SUPPRESSION OF PIGMENTATION IN MOUSE MELANOMA CELLS BY 5-BROMODEOXYURIDINE

Abstract

Low concentrations (1-3 microg/ml) of 5-bromodeoxyuridine (BrdU) reversibly suppress pigmentation in a highly pigmented clone (B(5)59) of cultured B16 mouse melanoma cells. We have found that unpigmented cells (clone C(3)471), derived by long-term culture of B(5)59 cells in 1 microg of BrdU/ml, were completely amelanotic with no biochemically or cytochemically detectable tyrosinase activity or ultrastructural evidence of premelanosomes. The process by which pigmentation is suppressed was studied in B(5)59 cells during a 7-day period of growth with BrdU (3 microg/ml). Assays of tyrosinase activity showed that activity was reduced after 1 day and decreased progressively, approaching zero by 7 days. A quantitatively minor part of this reduction was directly attributable to the appearance of a dialyzable inhibitor of tyrosinase activity. Acrylamide gel electrophoresis revealed two bands of activity corresponding in Rx values to the T(1) and T(2) forms of soluble tyrosinase. Both were progressively reduced during growth with BrdU but one form (T(1)) was consistently affected earlier than the other (T(2)).

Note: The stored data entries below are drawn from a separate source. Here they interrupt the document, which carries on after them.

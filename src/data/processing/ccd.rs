use ndarray::prelude::*;
use ndarray::Zip;
use tracing::warn;

use crate::data::image::{Dimensions, DimensionsError};

/// Divides `image` by the CCD reference `ccd` element-wise, then
/// scales the quotient so its largest finite value is 1.0.
///
/// Pixels where the reference is 0 come out infinite (or NaN for
/// 0/0) and are ignored when finding the maximum. If there is no
/// positive finite maximum, the quotient is returned unscaled.
///
/// ## Errors
///
/// * `DimensionsError::MismatchedDimensions` - if the two grids
/// differ in shape. Neither input is touched.
pub fn normalize_on_ccd(
    image : &ArrayView2<u16>,
    ccd : &ArrayView2<u16>,
) -> Result<Array2<f64>, DimensionsError> {
    let required = Dimensions::new(image.ncols(), image.nrows());
    required.require(&Dimensions::new(ccd.ncols(), ccd.nrows()))?;

    let mut quotient = Array2::<f64>::zeros(image.raw_dim());
    Zip::from(&mut quotient).and(image).and(ccd)
        .for_each(|q, &num, &den| *q = num as f64 / den as f64);

    let max = quotient.iter()
        .copied()
        .filter(|x| x.is_finite())
        .fold(f64::NEG_INFINITY, f64::max);

    if max > 0.0 {
        quotient.mapv_inplace(|x| x / max);
    } else {
        warn!(max, "CCD-normalized image has no positive maximum, leaving unscaled");
    }
    Ok(quotient)
}

#[cfg(test)]
mod tests {
    use super::*;

    #[test]
    fn divides_and_rescales() {
        let image = array![[2u16, 4], [6, 8]];
        let ccd = array![[1u16, 1], [2, 1]];
        let normalized = normalize_on_ccd(&image.view(), &ccd.view()).unwrap();
        assert_eq!(normalized, array![[0.25, 0.5], [0.375, 1.0]]);
        assert_eq!(normalized.iter().cloned().fold(f64::MIN, f64::max), 1.0);
    }

    #[test]
    fn mismatched_dimensions_are_reported() {
        let image = array![[2u16, 4], [6, 8]];
        let ccd = array![[1u16, 1, 1]];
        let err = normalize_on_ccd(&image.view(), &ccd.view()).unwrap_err();
        assert_eq!(
            err,
            DimensionsError::MismatchedDimensions {
                required : Dimensions::new(2, 2),
                requested : Dimensions::new(3, 1),
            }
        );
        assert_eq!(image, array![[2u16, 4], [6, 8]]);
    }

    #[test]
    fn zero_reference_pixels_do_not_set_the_scale() {
        let image = array![[1u16, 4]];
        let ccd = array![[0u16, 2]];
        let normalized = normalize_on_ccd(&image.view(), &ccd.view()).unwrap();
        assert!(normalized[[0, 0]].is_infinite());
        assert_eq!(normalized[[0, 1]], 1.0);
    }
}
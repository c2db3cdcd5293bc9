use crate::data::image::DimensionsError;

/// Errors that can occur while decoding a `.dat` file,
/// either from the file reader (the `IOError` variant),
/// from a file that ends before its declared layout does,
/// or from the values in the file (e.g. incompatible dimensions).
///
/// Problems with the metadata block are not represented here:
/// a short block or a bad record is logged and decoding goes on.
#[derive(Debug, thiserror::Error)]
pub enum LeemError {
    #[error("IOError: {0}")]
    IOError(#[from] std::io::Error),

    #[error("Truncated header: {0}")]
    TruncatedHeader(String),

    #[error("Truncated pixel payload: expected {expected} bytes, file holds {available}")]
    TruncatedPixels { expected : u64, available : u64 },

    #[error("FormatError: {0}")]
    FormatError(String),

    #[error("DimensionsError: {0}")]
    DimensionsError(#[from] DimensionsError),
}

impl From<binrw::Error> for LeemError {
    fn from(err : binrw::Error) -> Self {
        // The binrw backtrace names the field that was being parsed
        if err.is_eof() {
            LeemError::TruncatedHeader(err.to_string())
        } else {
            LeemError::FormatError(err.to_string())
        }
    }
}

#[cfg(test)]
mod tests {
    use super::*;
    use binrw::BinRead;

    #[derive(BinRead, Debug)]
    #[br(little)]
    struct Pair {
        _first : u16,
        _second : u16,
    }

    #[test]
    fn eof_becomes_truncated_header_naming_field() {
        let mut cursor = binrw::io::Cursor::new(vec![1u8, 0, 2]);
        let err : LeemError = Pair::read(&mut cursor).unwrap_err().into();
        match err {
            LeemError::TruncatedHeader(msg) => assert!(msg.contains("_second"), "{}", msg),
            other => panic!("Unexpected error {:?}", other),
        }
    }

    #[test]
    fn dimension_errors_convert() {
        let err : LeemError = DimensionsError::ZeroSized { xdim : 0, ydim : 3 }.into();
        assert!(matches!(err, LeemError::DimensionsError(_)));
    }
}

Ultrastructural-cytochemical studies also showed an early effect on the localization of tyrosinase reaction product. At day 3, reaction product was no longer present in Golgi saccules and Golgi-associated smooth surfaced tubules, but was still seen within premelanosomes, compound melanosomes, and occasional Golgi-associated vesicles. By 7 days tyrosinase reaction product was usually not demonstrable. The number of premelanosomes was progressively decreased during growth with BrdU. Premelanosomes became concentrated in the juxtanuclear region and at day 3 many were contained within abnormally large and numerous compound melanosomes. Premelanosomes and compound melanosomes were rarely seen at 7 days, by which time the cultures were nearly amelanotic. The coordinated suppression of melanogenesis by BrdU may provide a useful model in which to study the normal regulation of this process.